[Dataset entries]
※

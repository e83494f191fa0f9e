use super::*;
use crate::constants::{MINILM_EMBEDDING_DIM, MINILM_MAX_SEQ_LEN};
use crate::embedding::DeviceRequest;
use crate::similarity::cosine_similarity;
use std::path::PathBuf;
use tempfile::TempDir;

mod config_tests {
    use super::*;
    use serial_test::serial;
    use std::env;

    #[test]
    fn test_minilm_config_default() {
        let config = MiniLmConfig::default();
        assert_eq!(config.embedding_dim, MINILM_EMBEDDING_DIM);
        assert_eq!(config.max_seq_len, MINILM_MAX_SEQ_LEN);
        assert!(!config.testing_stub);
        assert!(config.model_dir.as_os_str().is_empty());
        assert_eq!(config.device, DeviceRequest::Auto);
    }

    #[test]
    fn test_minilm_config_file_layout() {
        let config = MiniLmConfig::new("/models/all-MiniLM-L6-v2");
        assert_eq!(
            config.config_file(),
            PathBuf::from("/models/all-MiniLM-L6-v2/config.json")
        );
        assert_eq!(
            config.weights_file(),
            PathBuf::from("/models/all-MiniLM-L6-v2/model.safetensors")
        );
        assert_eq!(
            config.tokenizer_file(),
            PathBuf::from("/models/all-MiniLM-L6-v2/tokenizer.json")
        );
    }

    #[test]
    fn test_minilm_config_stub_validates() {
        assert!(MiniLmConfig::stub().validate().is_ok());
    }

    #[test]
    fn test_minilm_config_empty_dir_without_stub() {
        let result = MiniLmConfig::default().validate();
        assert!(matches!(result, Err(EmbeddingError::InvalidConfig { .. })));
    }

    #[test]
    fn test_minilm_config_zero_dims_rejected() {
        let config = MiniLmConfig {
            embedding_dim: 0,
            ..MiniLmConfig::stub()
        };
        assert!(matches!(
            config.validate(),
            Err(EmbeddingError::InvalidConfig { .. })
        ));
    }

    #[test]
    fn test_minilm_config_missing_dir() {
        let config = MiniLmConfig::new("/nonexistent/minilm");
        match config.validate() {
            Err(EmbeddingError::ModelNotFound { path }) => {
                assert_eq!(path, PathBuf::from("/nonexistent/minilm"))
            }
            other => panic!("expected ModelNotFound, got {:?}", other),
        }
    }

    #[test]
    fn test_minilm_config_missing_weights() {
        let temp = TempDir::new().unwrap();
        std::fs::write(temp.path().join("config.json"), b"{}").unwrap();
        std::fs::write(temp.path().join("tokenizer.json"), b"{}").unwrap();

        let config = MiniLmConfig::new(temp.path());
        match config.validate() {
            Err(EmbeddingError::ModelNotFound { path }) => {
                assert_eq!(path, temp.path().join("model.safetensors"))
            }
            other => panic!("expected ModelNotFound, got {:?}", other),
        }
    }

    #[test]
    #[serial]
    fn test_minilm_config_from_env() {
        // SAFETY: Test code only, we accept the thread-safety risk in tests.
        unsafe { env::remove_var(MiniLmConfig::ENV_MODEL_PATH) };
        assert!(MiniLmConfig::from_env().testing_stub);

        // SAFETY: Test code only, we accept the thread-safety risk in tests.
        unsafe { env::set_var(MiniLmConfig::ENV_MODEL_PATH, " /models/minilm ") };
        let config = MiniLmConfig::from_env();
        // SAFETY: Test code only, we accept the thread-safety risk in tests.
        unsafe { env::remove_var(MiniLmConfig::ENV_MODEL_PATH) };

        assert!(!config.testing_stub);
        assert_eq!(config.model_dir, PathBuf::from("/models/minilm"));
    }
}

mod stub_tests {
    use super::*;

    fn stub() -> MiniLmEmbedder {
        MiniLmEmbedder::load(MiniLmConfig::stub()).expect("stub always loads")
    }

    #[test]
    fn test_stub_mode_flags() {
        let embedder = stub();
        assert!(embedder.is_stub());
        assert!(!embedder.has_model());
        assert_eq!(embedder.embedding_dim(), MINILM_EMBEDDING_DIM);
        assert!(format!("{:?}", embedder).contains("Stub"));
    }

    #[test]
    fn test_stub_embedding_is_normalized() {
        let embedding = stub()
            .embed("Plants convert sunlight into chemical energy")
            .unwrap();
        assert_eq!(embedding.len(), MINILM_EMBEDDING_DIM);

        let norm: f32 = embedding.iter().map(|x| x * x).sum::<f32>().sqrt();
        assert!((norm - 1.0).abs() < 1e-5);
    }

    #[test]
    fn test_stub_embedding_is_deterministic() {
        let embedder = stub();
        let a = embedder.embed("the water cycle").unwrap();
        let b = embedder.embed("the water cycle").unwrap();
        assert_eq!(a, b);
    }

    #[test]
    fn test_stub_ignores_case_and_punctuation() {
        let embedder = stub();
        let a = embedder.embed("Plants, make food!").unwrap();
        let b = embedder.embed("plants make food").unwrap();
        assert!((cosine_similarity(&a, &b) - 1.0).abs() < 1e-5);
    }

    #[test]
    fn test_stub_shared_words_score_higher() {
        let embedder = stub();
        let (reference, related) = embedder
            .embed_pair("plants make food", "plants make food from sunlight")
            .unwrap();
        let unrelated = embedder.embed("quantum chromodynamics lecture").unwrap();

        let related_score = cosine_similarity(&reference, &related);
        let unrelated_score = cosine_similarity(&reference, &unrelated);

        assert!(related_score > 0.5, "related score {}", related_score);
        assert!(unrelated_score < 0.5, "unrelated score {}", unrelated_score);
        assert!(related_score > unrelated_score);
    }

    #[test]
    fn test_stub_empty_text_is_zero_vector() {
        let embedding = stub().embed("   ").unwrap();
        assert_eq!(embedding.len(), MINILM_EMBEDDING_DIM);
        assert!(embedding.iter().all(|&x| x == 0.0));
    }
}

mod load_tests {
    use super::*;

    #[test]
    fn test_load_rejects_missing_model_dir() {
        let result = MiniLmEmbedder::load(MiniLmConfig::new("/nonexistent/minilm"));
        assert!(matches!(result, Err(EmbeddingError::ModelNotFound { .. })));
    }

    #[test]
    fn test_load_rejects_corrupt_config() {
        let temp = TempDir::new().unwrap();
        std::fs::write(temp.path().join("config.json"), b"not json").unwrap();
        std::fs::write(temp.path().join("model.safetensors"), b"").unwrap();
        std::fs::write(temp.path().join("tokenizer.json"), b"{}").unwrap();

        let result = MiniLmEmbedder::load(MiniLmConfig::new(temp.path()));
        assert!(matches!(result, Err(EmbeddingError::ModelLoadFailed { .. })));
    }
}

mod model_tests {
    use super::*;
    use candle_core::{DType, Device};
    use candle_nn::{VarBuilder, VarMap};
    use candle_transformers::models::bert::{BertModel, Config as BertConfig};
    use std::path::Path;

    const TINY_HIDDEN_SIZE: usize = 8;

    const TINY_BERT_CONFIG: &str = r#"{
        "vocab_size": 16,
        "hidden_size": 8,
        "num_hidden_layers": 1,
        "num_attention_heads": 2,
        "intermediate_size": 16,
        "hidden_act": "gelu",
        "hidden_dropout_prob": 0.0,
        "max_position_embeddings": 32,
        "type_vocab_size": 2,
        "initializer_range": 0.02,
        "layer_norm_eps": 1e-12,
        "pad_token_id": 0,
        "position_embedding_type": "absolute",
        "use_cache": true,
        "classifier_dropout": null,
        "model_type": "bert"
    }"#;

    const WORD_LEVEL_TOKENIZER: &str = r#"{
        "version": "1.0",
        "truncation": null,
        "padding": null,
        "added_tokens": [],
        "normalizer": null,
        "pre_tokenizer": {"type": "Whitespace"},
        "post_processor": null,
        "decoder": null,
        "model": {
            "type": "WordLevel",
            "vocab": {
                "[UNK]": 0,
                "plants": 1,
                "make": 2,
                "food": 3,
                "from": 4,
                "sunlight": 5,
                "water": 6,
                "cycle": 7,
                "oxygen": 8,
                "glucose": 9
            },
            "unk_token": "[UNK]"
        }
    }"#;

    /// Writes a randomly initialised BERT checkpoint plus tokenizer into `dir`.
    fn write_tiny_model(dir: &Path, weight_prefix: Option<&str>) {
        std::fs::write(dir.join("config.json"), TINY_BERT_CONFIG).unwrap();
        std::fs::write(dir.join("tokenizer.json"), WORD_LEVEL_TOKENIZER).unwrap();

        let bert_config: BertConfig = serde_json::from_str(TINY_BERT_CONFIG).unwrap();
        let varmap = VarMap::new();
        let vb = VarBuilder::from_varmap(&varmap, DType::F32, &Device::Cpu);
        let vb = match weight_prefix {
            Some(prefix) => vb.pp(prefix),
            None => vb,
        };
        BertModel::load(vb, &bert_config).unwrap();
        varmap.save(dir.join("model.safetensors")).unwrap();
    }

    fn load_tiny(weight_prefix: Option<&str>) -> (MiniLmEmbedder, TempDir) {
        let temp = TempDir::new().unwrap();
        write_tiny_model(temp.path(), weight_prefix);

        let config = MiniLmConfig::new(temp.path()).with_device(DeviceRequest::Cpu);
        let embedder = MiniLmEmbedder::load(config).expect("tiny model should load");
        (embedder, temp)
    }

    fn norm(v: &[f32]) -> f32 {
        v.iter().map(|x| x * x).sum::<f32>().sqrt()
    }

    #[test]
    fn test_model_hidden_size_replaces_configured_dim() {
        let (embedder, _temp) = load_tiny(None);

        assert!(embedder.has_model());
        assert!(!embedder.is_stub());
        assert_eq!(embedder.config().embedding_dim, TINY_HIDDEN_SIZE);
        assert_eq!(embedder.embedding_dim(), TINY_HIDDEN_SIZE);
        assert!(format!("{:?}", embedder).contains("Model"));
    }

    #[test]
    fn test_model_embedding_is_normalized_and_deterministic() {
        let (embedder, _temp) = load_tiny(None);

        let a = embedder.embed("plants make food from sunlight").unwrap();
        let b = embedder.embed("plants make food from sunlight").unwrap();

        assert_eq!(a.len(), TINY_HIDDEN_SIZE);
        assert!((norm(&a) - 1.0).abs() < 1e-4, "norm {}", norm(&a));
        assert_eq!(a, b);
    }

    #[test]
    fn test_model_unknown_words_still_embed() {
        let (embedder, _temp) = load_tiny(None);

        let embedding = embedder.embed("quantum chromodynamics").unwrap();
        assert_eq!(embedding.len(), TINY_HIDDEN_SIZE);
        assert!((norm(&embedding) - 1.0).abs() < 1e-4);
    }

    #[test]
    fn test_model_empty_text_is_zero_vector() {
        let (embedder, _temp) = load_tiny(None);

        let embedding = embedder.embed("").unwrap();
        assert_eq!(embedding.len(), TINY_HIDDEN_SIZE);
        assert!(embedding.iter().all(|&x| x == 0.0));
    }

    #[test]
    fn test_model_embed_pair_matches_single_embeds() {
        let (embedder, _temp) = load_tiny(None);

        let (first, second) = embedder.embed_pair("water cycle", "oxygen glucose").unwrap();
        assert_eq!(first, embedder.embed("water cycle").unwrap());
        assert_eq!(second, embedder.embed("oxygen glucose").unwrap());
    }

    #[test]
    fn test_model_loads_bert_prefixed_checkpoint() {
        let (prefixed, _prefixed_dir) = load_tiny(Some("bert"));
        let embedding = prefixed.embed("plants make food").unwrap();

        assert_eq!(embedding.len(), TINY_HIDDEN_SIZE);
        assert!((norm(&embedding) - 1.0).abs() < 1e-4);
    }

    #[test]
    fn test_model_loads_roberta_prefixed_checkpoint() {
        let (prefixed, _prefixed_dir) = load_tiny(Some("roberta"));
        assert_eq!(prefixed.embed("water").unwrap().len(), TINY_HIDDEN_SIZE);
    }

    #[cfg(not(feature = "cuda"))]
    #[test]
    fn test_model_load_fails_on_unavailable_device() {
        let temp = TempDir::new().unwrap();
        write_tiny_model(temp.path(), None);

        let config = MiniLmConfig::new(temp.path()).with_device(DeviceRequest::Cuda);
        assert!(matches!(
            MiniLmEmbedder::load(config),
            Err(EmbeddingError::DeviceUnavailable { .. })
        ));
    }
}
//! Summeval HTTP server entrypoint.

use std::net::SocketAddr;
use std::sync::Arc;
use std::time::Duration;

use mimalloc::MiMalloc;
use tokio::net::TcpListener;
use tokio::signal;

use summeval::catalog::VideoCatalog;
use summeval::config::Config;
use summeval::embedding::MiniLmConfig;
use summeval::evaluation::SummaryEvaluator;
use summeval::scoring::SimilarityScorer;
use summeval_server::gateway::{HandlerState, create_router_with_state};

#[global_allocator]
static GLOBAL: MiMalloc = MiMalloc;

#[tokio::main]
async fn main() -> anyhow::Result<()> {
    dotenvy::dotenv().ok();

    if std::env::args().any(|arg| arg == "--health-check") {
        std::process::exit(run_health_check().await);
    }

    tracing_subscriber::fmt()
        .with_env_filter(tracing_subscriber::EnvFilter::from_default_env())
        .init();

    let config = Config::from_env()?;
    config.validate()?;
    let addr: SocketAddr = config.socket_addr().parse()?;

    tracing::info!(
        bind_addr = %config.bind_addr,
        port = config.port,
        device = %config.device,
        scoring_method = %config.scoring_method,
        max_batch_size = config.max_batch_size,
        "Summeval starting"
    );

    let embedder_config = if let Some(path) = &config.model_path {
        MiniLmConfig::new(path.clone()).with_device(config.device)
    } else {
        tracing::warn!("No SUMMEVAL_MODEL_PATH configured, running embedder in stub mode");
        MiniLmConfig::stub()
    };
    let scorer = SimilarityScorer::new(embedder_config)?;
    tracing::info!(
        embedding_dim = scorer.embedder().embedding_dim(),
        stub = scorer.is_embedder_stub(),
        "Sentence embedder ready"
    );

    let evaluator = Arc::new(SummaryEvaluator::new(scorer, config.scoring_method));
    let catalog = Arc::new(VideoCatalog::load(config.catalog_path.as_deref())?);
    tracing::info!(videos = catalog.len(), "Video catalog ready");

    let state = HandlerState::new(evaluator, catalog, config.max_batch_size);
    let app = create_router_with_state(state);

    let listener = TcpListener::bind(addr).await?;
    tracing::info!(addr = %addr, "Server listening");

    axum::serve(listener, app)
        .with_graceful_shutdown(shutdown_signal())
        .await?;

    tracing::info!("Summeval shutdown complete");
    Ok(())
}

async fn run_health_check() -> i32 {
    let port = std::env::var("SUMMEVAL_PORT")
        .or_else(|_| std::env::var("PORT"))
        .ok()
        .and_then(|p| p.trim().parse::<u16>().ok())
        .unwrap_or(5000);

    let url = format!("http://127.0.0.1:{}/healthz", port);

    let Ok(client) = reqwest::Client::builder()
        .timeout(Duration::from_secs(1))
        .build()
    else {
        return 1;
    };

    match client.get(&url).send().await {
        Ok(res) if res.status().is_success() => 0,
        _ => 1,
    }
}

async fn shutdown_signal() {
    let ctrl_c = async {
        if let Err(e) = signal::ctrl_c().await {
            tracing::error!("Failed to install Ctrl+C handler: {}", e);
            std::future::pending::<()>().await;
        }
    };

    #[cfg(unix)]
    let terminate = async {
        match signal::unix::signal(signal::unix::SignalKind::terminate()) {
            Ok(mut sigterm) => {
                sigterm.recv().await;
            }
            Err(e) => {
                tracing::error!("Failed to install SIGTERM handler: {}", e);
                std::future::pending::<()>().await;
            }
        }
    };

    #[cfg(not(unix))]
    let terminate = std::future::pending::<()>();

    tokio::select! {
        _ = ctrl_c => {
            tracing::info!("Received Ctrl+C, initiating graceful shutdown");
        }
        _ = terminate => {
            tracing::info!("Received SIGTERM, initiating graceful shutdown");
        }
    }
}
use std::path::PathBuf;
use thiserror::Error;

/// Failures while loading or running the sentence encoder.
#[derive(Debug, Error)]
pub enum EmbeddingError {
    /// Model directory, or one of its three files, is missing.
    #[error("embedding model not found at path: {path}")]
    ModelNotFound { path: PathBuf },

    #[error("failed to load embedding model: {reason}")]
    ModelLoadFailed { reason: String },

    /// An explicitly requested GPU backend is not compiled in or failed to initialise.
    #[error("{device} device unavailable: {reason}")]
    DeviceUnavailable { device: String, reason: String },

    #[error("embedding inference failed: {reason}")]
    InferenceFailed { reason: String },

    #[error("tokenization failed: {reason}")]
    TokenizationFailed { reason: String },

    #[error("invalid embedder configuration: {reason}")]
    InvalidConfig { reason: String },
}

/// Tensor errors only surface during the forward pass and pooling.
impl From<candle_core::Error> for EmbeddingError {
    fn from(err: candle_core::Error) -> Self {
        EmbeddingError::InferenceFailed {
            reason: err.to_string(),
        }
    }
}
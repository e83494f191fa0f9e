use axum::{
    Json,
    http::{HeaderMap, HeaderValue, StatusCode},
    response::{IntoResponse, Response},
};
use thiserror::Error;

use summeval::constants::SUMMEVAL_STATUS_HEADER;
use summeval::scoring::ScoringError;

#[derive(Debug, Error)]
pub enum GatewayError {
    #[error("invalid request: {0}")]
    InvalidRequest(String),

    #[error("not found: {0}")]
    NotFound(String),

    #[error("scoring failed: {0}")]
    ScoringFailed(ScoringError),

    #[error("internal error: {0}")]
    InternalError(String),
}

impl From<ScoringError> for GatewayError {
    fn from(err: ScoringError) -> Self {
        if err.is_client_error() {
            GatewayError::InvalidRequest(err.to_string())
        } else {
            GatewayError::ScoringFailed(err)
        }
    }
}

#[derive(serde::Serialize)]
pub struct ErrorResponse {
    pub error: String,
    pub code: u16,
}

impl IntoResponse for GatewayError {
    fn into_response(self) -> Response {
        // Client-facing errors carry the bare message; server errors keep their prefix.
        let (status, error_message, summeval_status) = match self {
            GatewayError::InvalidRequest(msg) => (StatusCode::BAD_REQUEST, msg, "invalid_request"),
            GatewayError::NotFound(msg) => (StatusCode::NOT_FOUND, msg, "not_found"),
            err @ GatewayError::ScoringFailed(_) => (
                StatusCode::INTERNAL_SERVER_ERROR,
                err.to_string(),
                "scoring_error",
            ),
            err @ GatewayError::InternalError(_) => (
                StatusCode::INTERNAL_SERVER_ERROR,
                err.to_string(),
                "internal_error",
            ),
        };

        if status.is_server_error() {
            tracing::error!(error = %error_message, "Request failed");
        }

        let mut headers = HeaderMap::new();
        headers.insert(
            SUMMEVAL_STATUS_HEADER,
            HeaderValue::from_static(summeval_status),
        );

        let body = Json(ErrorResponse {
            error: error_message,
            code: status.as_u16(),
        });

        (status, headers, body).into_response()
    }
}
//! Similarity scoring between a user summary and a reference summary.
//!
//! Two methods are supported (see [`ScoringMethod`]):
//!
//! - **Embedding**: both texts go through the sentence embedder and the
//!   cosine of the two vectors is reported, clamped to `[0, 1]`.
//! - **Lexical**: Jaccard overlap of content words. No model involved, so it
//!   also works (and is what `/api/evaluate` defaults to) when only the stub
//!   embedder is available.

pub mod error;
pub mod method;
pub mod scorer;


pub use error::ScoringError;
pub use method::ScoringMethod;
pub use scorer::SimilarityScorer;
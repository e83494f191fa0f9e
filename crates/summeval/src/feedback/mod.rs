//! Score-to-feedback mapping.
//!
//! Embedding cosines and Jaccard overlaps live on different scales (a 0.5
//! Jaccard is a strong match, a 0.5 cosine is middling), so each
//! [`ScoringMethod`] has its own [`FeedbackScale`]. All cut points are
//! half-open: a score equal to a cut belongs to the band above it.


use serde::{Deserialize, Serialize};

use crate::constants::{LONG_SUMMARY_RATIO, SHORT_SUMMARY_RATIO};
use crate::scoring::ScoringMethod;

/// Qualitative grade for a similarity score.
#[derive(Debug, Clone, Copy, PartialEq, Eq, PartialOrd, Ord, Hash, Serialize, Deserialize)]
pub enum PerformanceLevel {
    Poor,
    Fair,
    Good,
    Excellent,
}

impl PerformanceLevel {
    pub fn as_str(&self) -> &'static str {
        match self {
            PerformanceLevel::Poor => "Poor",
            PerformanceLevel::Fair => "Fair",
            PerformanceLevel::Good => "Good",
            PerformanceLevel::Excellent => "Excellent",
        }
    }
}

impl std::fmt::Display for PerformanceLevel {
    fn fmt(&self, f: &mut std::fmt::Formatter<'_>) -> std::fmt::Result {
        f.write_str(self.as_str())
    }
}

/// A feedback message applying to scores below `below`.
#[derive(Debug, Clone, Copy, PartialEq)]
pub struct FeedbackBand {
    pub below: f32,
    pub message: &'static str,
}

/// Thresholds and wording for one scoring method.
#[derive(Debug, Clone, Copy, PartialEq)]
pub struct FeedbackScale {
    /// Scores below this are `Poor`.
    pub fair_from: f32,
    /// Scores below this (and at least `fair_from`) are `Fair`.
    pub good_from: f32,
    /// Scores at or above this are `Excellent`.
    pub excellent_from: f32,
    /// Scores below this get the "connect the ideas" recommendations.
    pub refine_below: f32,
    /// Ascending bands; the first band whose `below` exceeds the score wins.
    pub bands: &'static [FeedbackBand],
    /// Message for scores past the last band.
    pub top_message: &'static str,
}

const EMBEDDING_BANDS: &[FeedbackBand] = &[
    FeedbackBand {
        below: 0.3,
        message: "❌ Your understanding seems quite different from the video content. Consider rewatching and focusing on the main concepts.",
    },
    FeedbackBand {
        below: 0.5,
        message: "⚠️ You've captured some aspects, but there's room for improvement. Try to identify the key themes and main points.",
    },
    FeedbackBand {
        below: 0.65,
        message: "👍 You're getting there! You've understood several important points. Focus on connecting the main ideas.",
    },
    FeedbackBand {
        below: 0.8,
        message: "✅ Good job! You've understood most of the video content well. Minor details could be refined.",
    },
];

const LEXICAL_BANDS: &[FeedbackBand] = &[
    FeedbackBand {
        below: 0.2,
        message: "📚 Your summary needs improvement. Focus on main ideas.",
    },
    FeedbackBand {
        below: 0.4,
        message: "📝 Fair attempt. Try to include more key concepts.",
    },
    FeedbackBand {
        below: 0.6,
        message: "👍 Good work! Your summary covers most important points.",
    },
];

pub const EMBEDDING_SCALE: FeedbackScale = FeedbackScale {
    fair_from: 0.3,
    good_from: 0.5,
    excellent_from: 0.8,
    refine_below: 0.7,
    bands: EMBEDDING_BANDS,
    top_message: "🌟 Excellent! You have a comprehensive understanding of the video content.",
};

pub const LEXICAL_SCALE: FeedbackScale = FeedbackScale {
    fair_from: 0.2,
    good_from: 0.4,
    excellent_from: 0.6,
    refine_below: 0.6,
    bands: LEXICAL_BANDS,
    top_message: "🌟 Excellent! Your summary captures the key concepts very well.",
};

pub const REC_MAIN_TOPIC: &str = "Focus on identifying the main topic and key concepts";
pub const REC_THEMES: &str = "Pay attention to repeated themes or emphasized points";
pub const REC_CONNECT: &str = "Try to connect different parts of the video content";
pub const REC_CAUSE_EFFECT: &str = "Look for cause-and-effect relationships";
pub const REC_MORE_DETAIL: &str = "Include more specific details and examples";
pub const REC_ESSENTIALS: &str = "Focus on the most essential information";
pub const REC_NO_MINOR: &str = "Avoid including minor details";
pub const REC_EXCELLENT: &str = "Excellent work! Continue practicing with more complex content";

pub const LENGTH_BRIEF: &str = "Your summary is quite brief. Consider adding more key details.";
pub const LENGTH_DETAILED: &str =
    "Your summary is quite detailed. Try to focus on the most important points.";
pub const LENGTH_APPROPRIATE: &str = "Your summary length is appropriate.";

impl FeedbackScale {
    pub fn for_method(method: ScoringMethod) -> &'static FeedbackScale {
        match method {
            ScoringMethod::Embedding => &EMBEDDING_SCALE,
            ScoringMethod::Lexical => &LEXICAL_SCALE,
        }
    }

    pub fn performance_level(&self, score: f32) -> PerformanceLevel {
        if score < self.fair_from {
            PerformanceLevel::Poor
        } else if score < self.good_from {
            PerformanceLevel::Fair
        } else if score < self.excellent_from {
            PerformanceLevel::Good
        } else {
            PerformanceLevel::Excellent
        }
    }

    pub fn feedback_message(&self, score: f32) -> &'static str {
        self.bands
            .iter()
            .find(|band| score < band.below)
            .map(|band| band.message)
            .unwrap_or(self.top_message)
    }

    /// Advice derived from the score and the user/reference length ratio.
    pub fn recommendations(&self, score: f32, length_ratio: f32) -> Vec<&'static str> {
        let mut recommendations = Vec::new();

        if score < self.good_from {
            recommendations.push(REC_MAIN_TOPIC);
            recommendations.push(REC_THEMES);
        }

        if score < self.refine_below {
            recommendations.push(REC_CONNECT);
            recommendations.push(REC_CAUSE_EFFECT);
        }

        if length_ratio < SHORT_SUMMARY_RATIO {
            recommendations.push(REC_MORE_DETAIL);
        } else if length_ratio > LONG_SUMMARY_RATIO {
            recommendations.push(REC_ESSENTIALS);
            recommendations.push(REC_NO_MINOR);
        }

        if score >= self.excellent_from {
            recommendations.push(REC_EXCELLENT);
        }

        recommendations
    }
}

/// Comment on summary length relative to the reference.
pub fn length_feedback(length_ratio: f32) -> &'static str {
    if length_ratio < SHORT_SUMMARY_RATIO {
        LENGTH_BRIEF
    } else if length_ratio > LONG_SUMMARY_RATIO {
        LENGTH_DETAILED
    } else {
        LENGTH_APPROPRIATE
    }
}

※

> Problem to solve
Going through the records above, state how many lines include the word "glucose", and give no other text.

> Answer to the problem
3